Now and then the Ninth U.S. Circuit Court of Appeals it right. In a Jan. 14 decision in Wilderness Society v. U.S. Forest Service, the court abandoned its “federal defendant” rule, which often prevented interested parties from having a voice when environmental groups filed suit against the federal government.
As described by Judge Barry Silverman in the opinion (available here):
Today we revisit our so-called “federal defendant” rule, which categorically prohibits private parties and state and local governments from intervening of right on the merits of claims brought under the National Environmental Policy Act of 1969 (“NEPA”), 42 U.S.C. §§ 4321 rule is at odds with the text of Federal Rule of Civil Procedure 24(a)(2) and the standards we apply in all other intervention of right cases, we abandon it here.

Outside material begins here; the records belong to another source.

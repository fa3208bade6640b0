use crate::error::Error;
use crate::intern::InternTable;
use fxhash::FxHashMap;
use shape::{Provider, Record, Value};
use std::sync::Arc;
use tokio_util::sync::CancellationToken;

/// Reference identities seen while writing. Records are tracked by pointer
/// identity (keep-alive clones pin their addresses for the map's lifetime);
/// with string suppression active, emitted strings are tracked by content.
/// Identifiers count up from one, in emission order.
#[derive(Default)]
pub struct WriteRefs {
    records: FxHashMap<usize, u32>,
    keepalive: Vec<Arc<Record>>,
    strings: FxHashMap<Arc<str>, u32>,
    next: u32,
}

impl WriteRefs {
    fn next_id(&mut self) -> u32 {
        self.next += 1;
        self.next
    }

    pub fn record_seen(&self, record: &Arc<Record>) -> Option<u32> {
        self.records.get(&(Arc::as_ptr(record) as usize)).copied()
    }

    pub fn register_record(&mut self, record: &Arc<Record>) -> u32 {
        let id = self.next_id();
        self.records.insert(Arc::as_ptr(record) as usize, id);
        self.keepalive.push(record.clone());
        id
    }

    pub fn string_seen(&self, text: &str) -> Option<u32> {
        self.strings.get(text).copied()
    }

    pub fn register_string(&mut self, text: &Arc<str>) -> u32 {
        let id = self.next_id();
        self.strings.insert(text.clone(), id);
        id
    }
}

/// Reference identities seen while reading, mirroring the writer's
/// numbering. A reservation is taken just before a wrapped converter runs
/// and is consumed by the record (or other value) it materializes, so
/// cyclic payloads can resolve references to objects still being filled.
#[derive(Default)]
pub struct ReadRefs {
    values: FxHashMap<u32, Value>,
    next: u32,
    pending: Option<u32>,
}

impl ReadRefs {
    pub fn reserve(&mut self) -> u32 {
        self.next += 1;
        self.pending = Some(self.next);
        self.next
    }

    pub fn take_pending(&mut self) -> Option<u32> {
        self.pending.take()
    }

    /// Clear the reservation only if it is the given one.
    pub fn consume_if_pending(&mut self, id: u32) -> bool {
        if self.pending == Some(id) {
            self.pending = None;
            return true;
        }
        false
    }

    pub fn register(&mut self, id: u32, value: Value) {
        self.values.insert(id, value);
    }

    pub fn lookup(&self, id: u32) -> Option<&Value> {
        self.values.get(&id)
    }

    pub fn register_string(&mut self, text: &Arc<str>) -> u32 {
        self.next += 1;
        self.values.insert(self.next, Value::Str(text.clone()));
        self.next
    }
}

/// Per-call state threaded through every write. Owns the depth budget, the
/// cancellation signal, and (when reference preservation is on) the
/// identity maps.
pub struct WriteCx {
    provider: Arc<Provider>,
    depth: u32,
    max_depth: u32,
    cancel: CancellationToken,
    refs: Option<WriteRefs>,
    track_strings: bool,
}

impl WriteCx {
    pub(crate) fn new(
        provider: Arc<Provider>,
        max_depth: u32,
        cancel: CancellationToken,
        refs: Option<WriteRefs>,
        track_strings: bool,
    ) -> WriteCx {
        WriteCx {
            provider,
            depth: 0,
            max_depth,
            cancel,
            refs,
            track_strings,
        }
    }

    pub fn provider(&self) -> &Arc<Provider> {
        &self.provider
    }

    /// Enter a nested converter, charging the depth budget.
    pub fn descend(&mut self) -> Result<(), Error> {
        self.depth += 1;
        if self.depth > self.max_depth {
            return Err(Error::DepthExceeded {
                max: self.max_depth,
            });
        }
        Ok(())
    }

    pub fn ascend(&mut self) {
        self.depth -= 1;
    }

    pub fn check_cancelled(&self) -> Result<(), Error> {
        if self.cancel.is_cancelled() {
            return Err(Error::Cancelled);
        }
        Ok(())
    }

    pub fn cancel_token(&self) -> &CancellationToken {
        &self.cancel
    }

    pub fn refs(&mut self) -> Option<&mut WriteRefs> {
        self.refs.as_mut()
    }

    /// Whether repeated strings collapse to reference tokens in this call.
    pub fn track_strings(&self) -> bool {
        self.track_strings && self.refs.is_some()
    }

    pub(crate) fn into_refs(self) -> Option<WriteRefs> {
        self.refs
    }
}

/// Per-call state threaded through every read.
pub struct ReadCx {
    provider: Arc<Provider>,
    depth: u32,
    max_depth: u32,
    cancel: CancellationToken,
    refs: Option<ReadRefs>,
    intern: Option<Arc<InternTable>>,
    track_strings: bool,
}

impl ReadCx {
    pub(crate) fn new(
        provider: Arc<Provider>,
        max_depth: u32,
        cancel: CancellationToken,
        refs: Option<ReadRefs>,
        intern: Option<Arc<InternTable>>,
        track_strings: bool,
    ) -> ReadCx {
        ReadCx {
            provider,
            depth: 0,
            max_depth,
            cancel,
            refs,
            intern,
            track_strings,
        }
    }

    pub fn provider(&self) -> &Arc<Provider> {
        &self.provider
    }

    pub fn descend(&mut self) -> Result<(), Error> {
        self.depth += 1;
        if self.depth > self.max_depth {
            return Err(Error::DepthExceeded {
                max: self.max_depth,
            });
        }
        Ok(())
    }

    pub fn ascend(&mut self) {
        self.depth -= 1;
    }

    pub fn check_cancelled(&self) -> Result<(), Error> {
        if self.cancel.is_cancelled() {
            return Err(Error::Cancelled);
        }
        Ok(())
    }

    pub fn cancel_token(&self) -> &CancellationToken {
        &self.cancel
    }

    pub fn refs(&mut self) -> Option<&mut ReadRefs> {
        self.refs.as_mut()
    }

    /// Take the reservation installed by an enclosing reference wrapper,
    /// if one is waiting for the value now being constructed.
    pub fn take_reservation(&mut self) -> Option<u32> {
        self.refs.as_mut().and_then(ReadRefs::take_pending)
    }

    pub fn register_ref(&mut self, id: u32, value: Value) {
        if let Some(refs) = self.refs.as_mut() {
            refs.register(id, value);
        }
    }

    pub fn track_strings(&self) -> bool {
        self.track_strings && self.refs.is_some()
    }

    /// Intern or allocate a decoded string.
    pub fn make_str(&self, text: &str) -> Arc<str> {
        match &self.intern {
            Some(table) => table.intern(text),
            None => Arc::from(text),
        }
    }

    pub(crate) fn into_refs(self) -> Option<ReadRefs> {
        self.refs
    }
}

The National Association of Manufacturers joined other business groups in filing an amicus brief (available here) supporting the intervenors in the case, The Magic Valley Trail Machine Association, Idaho Recreation Council, and the BlueRibbon Coalition, Inc. As the NAM Manufacturing Law Center summary reported, private parties often have a substantial interest (including major investments) in defending agency actions under NEPA.
We cited many examples where private parties have such interests, including development projects that involve work in wetlands, the construction of natural gas pipelines or nuclear power plants, and the development of genetically engineered crops.
Our concern is not just about the application of the federal defendant rule to projects subject to NEPA, but also to the fact that it has been extended to other statutes, including the Endangered Species Act, the National Forest Management Act, and the Plant Protection Act. Intervention should be allowed to parties with significant interests in the outcome of such litigation.
Or, as Western Institute for Study of the Environment put it in its SOS Forests blog:
The upshot [of the ruling] is that states, counties, and other affected groups and individuals may now intervene when an enviro-litigious group attempts to use the courts and NEPA law to inflict their own twisted policies on federal agencies.
Before this ruling states, counties, and others had to sit on the sidelines while high-paid enviro attorneys argued with US Dept. of Justice attorneys. Very often, terrible rulings were issued that significantly harmed people and entities who were categorically excluded from the courthouse.
“No day in court for you,” said the Ninth Court. But now that (court invented) exclusion from justice has been lifted.
Thank you, Ninth Circuit Court, for lifting ever so slightly your boot heel off the necks of Americans.
Also on the NAM amicus brief were the American Petroleum Institute, U.S. Chamber of Commerce, Croplife America, and the National Petrochemical Refiners Association.